Рассвет едва угадывался в пространстве. Гарри показалось, что воздух стал светлее, небо побледнело. Вокруг Луи, всё также изваянием застывшего на самом верху бесконечной лестницы, угадывалось лёгкое свечение.
В теле ныли косточки. Боль от бесконечных ушибов и испытаний двух прошедших дней достигла самого нутра. Гарри казалось, его соткали из этих боли и усталости.
Лестница закончилась, и на смену твёрдым ступеням, разрушающим его колени, пришли пальцы в волосах. Луи наклонился, запустил в нечёсаные пряди руку и сжал в кулак. От щедро хлынувшей боли Гарри застонал.
— Я не пытался, — слова едва складывались в нечто осмысленное, под зажмуренными веками сверкали алые искры. — Не пытался бежать!
— Я знаю, ягнёнок.
Луи чуть ослабил хватку, наклонился. Гарри почувствовал на губах его дыхание — терпкий запах никотина и что-то удушливо-древнее, что-то чужое. Пальцы на затылке мягко ласкали кожу головы, вторая рука коснулась губ. Чужое запястье так близко к лицу, и на нём мельтешение чернил под кожей — те же несколько минут, что остались в запасе у Гарри.
Зеркальное отражение собственного таймера, в которое было так сложно поверить.
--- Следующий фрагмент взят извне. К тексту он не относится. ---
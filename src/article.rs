//! Validation of the requested date and construction of the article URL.

use url::Url;

use crate::error::Error;

const URL_BASE: &str = "https://www.smashingmagazine.com";

const MONTH_SLUGS: [&str; 12] = [
    "january",
    "february",
    "march",
    "april",
    "may",
    "june",
    "july",
    "august",
    "september",
    "october",
    "november",
    "december",
];

/// The site started publishing these roundups in 2010; anything earlier has no
/// article to fetch.
pub fn check_year_and_month(year: i16, month: i8) -> Result<(), Error> {
    if year < 2010 || !(1..=12).contains(&month) {
        return Err(Error::DateOutOfRange { year, month });
    }
    Ok(())
}

/// Build the roundup article URL for the given calendar month.
///
/// The wallpapers for month M are published under the article path of month
/// M−1 (January wraps to December of the prior year), while the slug names the
/// requested month and year themselves.
///
/// Pure function: same input, same URL, no network access.
pub fn article_url(year: i16, month: i8) -> Url {
    let (path_year, path_month) = if month == 1 {
        (year - 1, 12)
    } else {
        (year, month - 1)
    };
    let slug = MONTH_SLUGS[month as usize - 1];

    Url::parse(&format!(
        "{URL_BASE}/{path_year}/{path_month:02}/desktop-wallpaper-calendars-{slug}-{year}"
    ))
    .unwrap()
}

#[cfg(test)]
mod tests {
    use super::*;

    #[test]
    fn url_is_deterministic() {
        assert_eq!(article_url(2023, 5), article_url(2023, 5));
    }

    #[test]
    fn january_wraps_to_previous_december() {
        insta::assert_snapshot!(
            article_url(2023, 1),
            @"https://www.smashingmagazine.com/2022/12/desktop-wallpaper-calendars-january-2023"
        );
    }

    #[test]
    fn path_month_is_zero_padded_previous_month() {
        insta::assert_snapshot!(
            article_url(2023, 5),
            @"https://www.smashingmagazine.com/2023/04/desktop-wallpaper-calendars-may-2023"
        );
    }

    #[test]
    fn december_stays_in_the_same_year() {
        insta::assert_snapshot!(
            article_url(2021, 12),
            @"https://www.smashingmagazine.com/2021/11/desktop-wallpaper-calendars-december-2021"
        );
    }

    #[test]
    fn rejects_years_before_2010() {
        assert!(matches!(
            check_year_and_month(2009, 5),
            Err(Error::DateOutOfRange {
                year: 2009,
                month: 5
            })
        ));
        assert!(check_year_and_month(2010, 5).is_ok());
    }

    #[test]
    fn rejects_months_outside_the_calendar() {
        assert!(check_year_and_month(2023, 0).is_err());
        assert!(check_year_and_month(2023, 13).is_err());
        assert!(check_year_and_month(2023, 1).is_ok());
        assert!(check_year_and_month(2023, 12).is_ok());
    }
}
pub mod article;
pub mod download;
pub mod error;
pub mod extract;
pub mod opt;

use jiff::Zoned;
use reqwest::{Client, StatusCode};

pub use error::Error;
pub use opt::Opt;

/// Validate the request, fetch the article, extract the matching links, and
/// save every wallpaper into the current directory.
///
/// The run is a strict linear sequence with two terminal conditions (a date
/// out of range and a missing article page). A size string that matches
/// nothing is advisory only: a message goes to stderr and the run finishes
/// with zero downloads.
pub async fn run(opt: Opt) -> anyhow::Result<()> {
    article::check_year_and_month(opt.year, opt.month)?;

    let url = article::article_url(opt.year, opt.month);
    tracing::debug!("fetching article {url}");

    let client = Client::new();
    let response = client.get(url.clone()).send().await?;
    // Only 404 is terminal here; any other response is handed to the parser,
    // which simply finds no matching anchors in a non-article body.
    if response.status() == StatusCode::NOT_FOUND {
        return Err(Error::ArticleNotFound(url).into());
    }
    let body = response.text().await?;

    let links = extract::wallpaper_links(&body, &url, &opt.size, &Zoned::now())?;
    if links.is_empty() {
        eprintln!(
            "No wallpapers found. Check the size: it must match the link text exactly, \
             in the form <width>x<height> with a lowercase x, e.g. 320x480."
        );
    }

    let saved = download::save_wallpapers(&client, &links).await?;
    for path in saved {
        println!("{}", path.display());
    }

    Ok(())
}
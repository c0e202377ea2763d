//! AEAD-framed stream: `salt || Seal(len) || Seal(payload) || ...` in each
//! direction. The write side sends its own fresh salt ahead of the first
//! chunk; the read side derives its sub-key from the peer's salt when it
//! arrives.

use std::io;
use std::pin::Pin;
use std::task::{Context, Poll};

use tokio::io::{AsyncRead, AsyncWrite, ReadBuf};

use crate::common::Result;
use crate::crypto::{self, AeadCipher, CipherKind, MAX_PAYLOAD};

enum ReadState {
    Salt { buf: Vec<u8>, read: usize },
    Length { buf: Vec<u8>, read: usize },
    Payload { buf: Vec<u8>, read: usize },
}

enum WriteState {
    Ready,
    Writing {
        data: Vec<u8>,
        written: usize,
        consumed: usize,
    },
}

pub struct AeadStream<S> {
    inner: S,
    kind: CipherKind,
    master_key: Vec<u8>,
    encoder: AeadCipher,
    salt_to_send: Option<Vec<u8>>,
    decoder: Option<AeadCipher>,
    read_state: ReadState,
    read_buf: Vec<u8>,
    read_pos: usize,
    write_state: WriteState,
}

impl<S> AeadStream<S> {
    pub fn new(inner: S, kind: CipherKind, master_key: Vec<u8>) -> Result<Self> {
        let salt = crypto::random_salt(kind.salt_len());
        let encoder = AeadCipher::new(kind, crypto::derive_subkey(&master_key, &salt, kind.key_len())?);
        Ok(Self {
            inner,
            read_state: ReadState::Salt {
                buf: vec![0u8; kind.salt_len()],
                read: 0,
            },
            kind,
            master_key,
            encoder,
            salt_to_send: Some(salt),
            decoder: None,
            read_buf: Vec::new(),
            read_pos: 0,
            write_state: WriteState::Ready,
        })
    }

    /// Recover the underlying transport, e.g. to drain it after a failed
    /// handshake.
    pub fn into_inner(self) -> S {
        self.inner
    }
}

fn invalid_data(msg: &str) -> io::Error {
    io::Error::new(io::ErrorKind::InvalidData, msg.to_string())
}

/// Fill `buf[*read..]` from `inner`. Ready(true) once full; Ready(false) on
/// clean EOF before the first byte when `eof_ok`.
fn poll_fill<S: AsyncRead + Unpin>(
    inner: &mut S,
    cx: &mut Context<'_>,
    buf: &mut [u8],
    read: &mut usize,
    eof_ok: bool,
) -> Poll<io::Result<bool>> {
    while *read < buf.len() {
        let mut rb = ReadBuf::new(&mut buf[*read..]);
        match Pin::new(&mut *inner).poll_read(cx, &mut rb) {
            Poll::Ready(Ok(())) => {
                let n = rb.filled().len();
                if n == 0 {
                    if *read == 0 && eof_ok {
                        return Poll::Ready(Ok(false));
                    }
                    return Poll::Ready(Err(io::Error::new(
                        io::ErrorKind::UnexpectedEof,
                        "connection closed mid-frame",
                    )));
                }
                *read += n;
            }
            Poll::Ready(Err(e)) => return Poll::Ready(Err(e)),
            Poll::Pending => return Poll::Pending,
        }
    }
    Poll::Ready(Ok(true))
}

impl<S: AsyncRead + Unpin> AsyncRead for AeadStream<S> {
    fn poll_read(
        self: Pin<&mut Self>,
        cx: &mut Context<'_>,
        out: &mut ReadBuf<'_>,
    ) -> Poll<io::Result<()>> {
        let this = self.get_mut();

        loop {
            if this.read_pos < this.read_buf.len() {
                let remaining = &this.read_buf[this.read_pos..];
                let to_copy = remaining.len().min(out.remaining());
                out.put_slice(&remaining[..to_copy]);
                this.read_pos += to_copy;
                if this.read_pos >= this.read_buf.len() {
                    this.read_buf.clear();
                    this.read_pos = 0;
                }
                return Poll::Ready(Ok(()));
            }

            match &mut this.read_state {
                ReadState::Salt { buf, read } => {
                    if !std::task::ready!(poll_fill(&mut this.inner, cx, buf, read, true))? {
                        return Poll::Ready(Ok(())); // peer never spoke
                    }
                    let subkey = crypto::derive_subkey(&this.master_key, buf, this.kind.key_len())
                        .map_err(|e| io::Error::other(e.to_string()))?;
                    this.decoder = Some(AeadCipher::new(this.kind, subkey));
                    this.read_state = ReadState::Length {
                        buf: vec![0u8; 2 + this.kind.tag_len()],
                        read: 0,
                    };
                }
                ReadState::Length { buf, read } => {
                    if !std::task::ready!(poll_fill(&mut this.inner, cx, buf, read, true))? {
                        return Poll::Ready(Ok(())); // clean close between chunks
                    }
                    let Some(decoder) = this.decoder.as_mut() else {
                        return Poll::Ready(Err(io::Error::other("decoder not initialized")));
                    };
                    let plain = decoder
                        .decrypt(buf)
                        .map_err(|_| invalid_data("AEAD open failed on length frame"))?;
                    if plain.len() < 2 {
                        return Poll::Ready(Err(invalid_data("length frame too short")));
                    }
                    let len = u16::from_be_bytes([plain[0], plain[1]]) as usize;
                    if len & 0xC000 != 0 {
                        return Poll::Ready(Err(invalid_data("reserved length bits set")));
                    }
                    this.read_state = ReadState::Payload {
                        buf: vec![0u8; len + this.kind.tag_len()],
                        read: 0,
                    };
                }
                ReadState::Payload { buf, read } => {
                    std::task::ready!(poll_fill(&mut this.inner, cx, buf, read, false))?;
                    let Some(decoder) = this.decoder.as_mut() else {
                        return Poll::Ready(Err(io::Error::other("decoder not initialized")));
                    };
                    let plain = decoder
                        .decrypt(buf)
                        .map_err(|_| invalid_data("AEAD open failed on payload frame"))?;
                    this.read_buf = plain;
                    this.read_pos = 0;
                    this.read_state = ReadState::Length {
                        buf: vec![0u8; 2 + this.kind.tag_len()],
                        read: 0,
                    };
                }
            }
        }
    }
}

impl<S: AsyncWrite + Unpin> AsyncWrite for AeadStream<S> {
    fn poll_write(
        self: Pin<&mut Self>,
        cx: &mut Context<'_>,
        buf: &[u8],
    ) -> Poll<io::Result<usize>> {
        let this = self.get_mut();

        loop {
            match &mut this.write_state {
                WriteState::Ready => {
                    if buf.is_empty() {
                        return Poll::Ready(Ok(0));
                    }
                    let chunk = &buf[..buf.len().min(MAX_PAYLOAD)];
                    let len_frame = this
                        .encoder
                        .encrypt(&(chunk.len() as u16).to_be_bytes())
                        .map_err(|e| io::Error::other(e.to_string()))?;
                    let payload_frame = this
                        .encoder
                        .encrypt(chunk)
                        .map_err(|e| io::Error::other(e.to_string()))?;

                    let salt_len = this.salt_to_send.as_ref().map_or(0, Vec::len);
                    let mut data =
                        Vec::with_capacity(salt_len + len_frame.len() + payload_frame.len());
                    if let Some(salt) = this.salt_to_send.take() {
                        data.extend_from_slice(&salt);
                    }
                    data.extend_from_slice(&len_frame);
                    data.extend_from_slice(&payload_frame);

                    this.write_state = WriteState::Writing {
                        data,
                        written: 0,
                        consumed: chunk.len(),
                    };
                }
                WriteState::Writing {
                    data,
                    written,
                    consumed,
                } => {
                    while *written < data.len() {
                        match Pin::new(&mut this.inner).poll_write(cx, &data[*written..]) {
                            Poll::Ready(Ok(0)) => {
                                return Poll::Ready(Err(io::ErrorKind::WriteZero.into()))
                            }
                            Poll::Ready(Ok(n)) => *written += n,
                            Poll::Ready(Err(e)) => return Poll::Ready(Err(e)),
                            Poll::Pending => return Poll::Pending,
                        }
                    }
                    let n = *consumed;
                    this.write_state = WriteState::Ready;
                    return Poll::Ready(Ok(n));
                }
            }
        }
    }

    fn poll_flush(self: Pin<&mut Self>, cx: &mut Context<'_>) -> Poll<io::Result<()>> {
        Pin::new(&mut self.get_mut().inner).poll_flush(cx)
    }

    fn poll_shutdown(self: Pin<&mut Self>, cx: &mut Context<'_>) -> Poll<io::Result<()>> {
        Pin::new(&mut self.get_mut().inner).poll_shutdown(cx)
    }
}
//! Cached hostname resolution with blocklist consultation.
//!
//! Entries never expire during the process lifetime (until `reset`); blocks
//! are cached, lookup failures and private-address rejections are not, so a
//! transient failure cannot poison the cache.

use std::collections::HashMap;
use std::net::{IpAddr, Ipv4Addr};
use std::sync::Arc;
use std::time::Duration;

use hickory_resolver::config::{ResolverConfig, ResolverOpts};
use hickory_resolver::TokioAsyncResolver;
use rand::seq::SliceRandom;
use tokio::sync::{Mutex, Notify, RwLock};
use tracing::debug;

use crate::common::{Error, IpPolicy, Result};
use crate::filter::DomainFilter;

const LOOKUP_TIMEOUT: Duration = Duration::from_secs(1);

/// Outcome of a successful resolution.
#[derive(Debug, Clone, Copy, PartialEq, Eq)]
pub enum Lookup {
    /// The hostname is on the blocklist.
    Blocked,
    Ip(Ipv4Addr),
}

pub struct Resolver {
    filter: Arc<DomainFilter>,
    policy: Arc<IpPolicy>,
    dns: TokioAsyncResolver,
    cache: RwLock<HashMap<String, Lookup>>,
    /// One in-flight upstream query per hostname; followers wait and re-read.
    inflight: Mutex<HashMap<String, Arc<Notify>>>,
}

impl Resolver {
    pub fn new(filter: Arc<DomainFilter>, policy: Arc<IpPolicy>) -> Self {
        let dns = TokioAsyncResolver::tokio(ResolverConfig::default(), ResolverOpts::default());
        Self {
            filter,
            policy,
            dns,
            cache: RwLock::new(HashMap::new()),
            inflight: Mutex::new(HashMap::new()),
        }
    }

    pub async fn resolve(&self, domain: &str) -> Result<Lookup> {
        if let Some(hit) = self.cache.read().await.get(domain) {
            return Ok(*hit);
        }

        if self.filter.contains(domain) {
            debug!(domain, "blocked by filter");
            self.cache
                .write()
                .await
                .insert(domain.to_string(), Lookup::Blocked);
            return Ok(Lookup::Blocked);
        }

        let (notify, leader) = {
            let mut inflight = self.inflight.lock().await;
            match inflight.get(domain) {
                Some(n) => (n.clone(), false),
                None => {
                    let n = Arc::new(Notify::new());
                    inflight.insert(domain.to_string(), n.clone());
                    (n, true)
                }
            }
        };

        if !leader {
            notify.notified().await;
            if let Some(hit) = self.cache.read().await.get(domain) {
                return Ok(*hit);
            }
            // The leader failed; failures are not cached, query directly.
            return self.lookup_uncached(domain).await;
        }

        let result = self.lookup_uncached(domain).await;
        if let Ok(lookup) = &result {
            self.cache.write().await.insert(domain.to_string(), *lookup);
        }
        self.inflight.lock().await.remove(domain);
        notify.notify_waiters();
        result
    }

    async fn lookup_uncached(&self, domain: &str) -> Result<Lookup> {
        let lookup = tokio::time::timeout(LOOKUP_TIMEOUT, self.dns.ipv4_lookup(domain))
            .await
            .map_err(|_| Error::ResolveFailed("cannot find a host".into()))?
            .map_err(|_| Error::ResolveFailed("cannot find a host".into()))?;

        let records: Vec<Ipv4Addr> = lookup.iter().map(|a| a.0).collect();
        let Some(ip) = records.choose(&mut rand::thread_rng()).copied() else {
            return Err(Error::ResolveFailed("cannot find a host".into()));
        };

        if self.policy.is_rejected(IpAddr::V4(ip)) {
            return Err(Error::ResolveFailed("private addr".into()));
        }

        debug!(domain, ip = %ip, candidates = records.len(), "resolved");
        Ok(Lookup::Ip(ip))
    }

    /// Drop every cached entry.
    pub async fn reset(&self) {
        self.cache.write().await.clear();
    }
}

#[cfg(test)]
mod tests {
    use super::*;

    fn make_resolver() -> (Resolver, Arc<DomainFilter>) {
        let filter = Arc::new(DomainFilter::new(Vec::new()));
        let policy = Arc::new(IpPolicy::new());
        (Resolver::new(filter.clone(), policy), filter)
    }

    #[tokio::test]
    async fn blocked_domain_is_cached() {
        let (resolver, filter) = make_resolver();
        filter.insert("ads.example");

        assert_eq!(resolver.resolve("ads.example").await.unwrap(), Lookup::Blocked);

        // The verdict sticks even after the filter forgets the domain.
        filter.reset();
        assert_eq!(resolver.resolve("ads.example").await.unwrap(), Lookup::Blocked);
    }

    #[tokio::test]
    async fn reset_clears_cached_verdicts() {
        let (resolver, filter) = make_resolver();
        filter.insert("ads.example");
        assert_eq!(resolver.resolve("ads.example").await.unwrap(), Lookup::Blocked);

        resolver.reset().await;
        filter.reset();

        // No cache, no filter hit: the query now goes upstream and fails
        // against the reserved .invalid TLD.
        let result = resolver.resolve("ads.example.invalid").await;
        assert!(matches!(result, Err(Error::ResolveFailed(_))));
    }

    #[tokio::test]
    async fn failures_are_not_cached() {
        let (resolver, filter) = make_resolver();

        let first = resolver.resolve("no-such-host.invalid").await;
        assert!(first.is_err());
        assert!(resolver.cache.read().await.is_empty());

        // A later filter insert takes effect because no failure was cached.
        filter.insert("no-such-host.invalid");
        assert_eq!(
            resolver.resolve("no-such-host.invalid").await.unwrap(),
            Lookup::Blocked
        );
    }
}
Стайлс смотрел во все глаза, впитывая растворяющиеся секунды. А Луи впитывал его дыхание, словно вместе с этими глотками воздуха мог вдохнуть жизнь. Она и так принадлежала ему, об этом кричали чёрные цифры, написанные от руки самой судьбой.
Гарри тряхнул головой в попытке сбросить сеть оцепенения, в которую попал. Молчание между ним и Луи ощущалось болтающейся над деревянным помостом петлёй. Совсем немного времени на передышку, и Гарри должен будет взойти на него, чтобы исполнить роль смертника, приговорённого к казни.
— Поднимайся.
Рука в волосах сместилась ниже. За ткань одежды на спине Луи вздёрнул его на ноги и без лишних слов потащил за собой по пыльным старинным коридорам. Не дом — каменный лабиринт, с бесконечными поворотами и проёмами дверей. С выходящими в сумрачный лес окнами без стёкол и ставней.
И словно льющийся из самих стен холодный страх. Ужас столкнуться с тем, что прячется в гранитных кишках этого места — шевелящаяся куча тряпья, под которой скрыта сущность первобытной тьмы. Сердце колотилось сильнее не от быстрых шагов, проекция чудовищно исказилась: коридор, по которому они шли, сузился, и конец его превратился в маленький шарик света, бесконечно далёкий.
Прежде, чем Гарри начал по-настоящему задыхаться от страха, хлопок двери отрезал разыгравшуюся паранойю, оставив её снаружи. Стайлс растерянно замер, уставившись на ноги преступника. На Луи были всё те же старые кеды с треснувшей в местах сгиба резиной и выцветшей плащевой тканью. Из-за коротковатых спортивных штанов Гарри заметил, что тот был без носков. Почему-то сознанию этот факт казался более важным, чем осмотреться, а потому он продолжал бездумно пялиться.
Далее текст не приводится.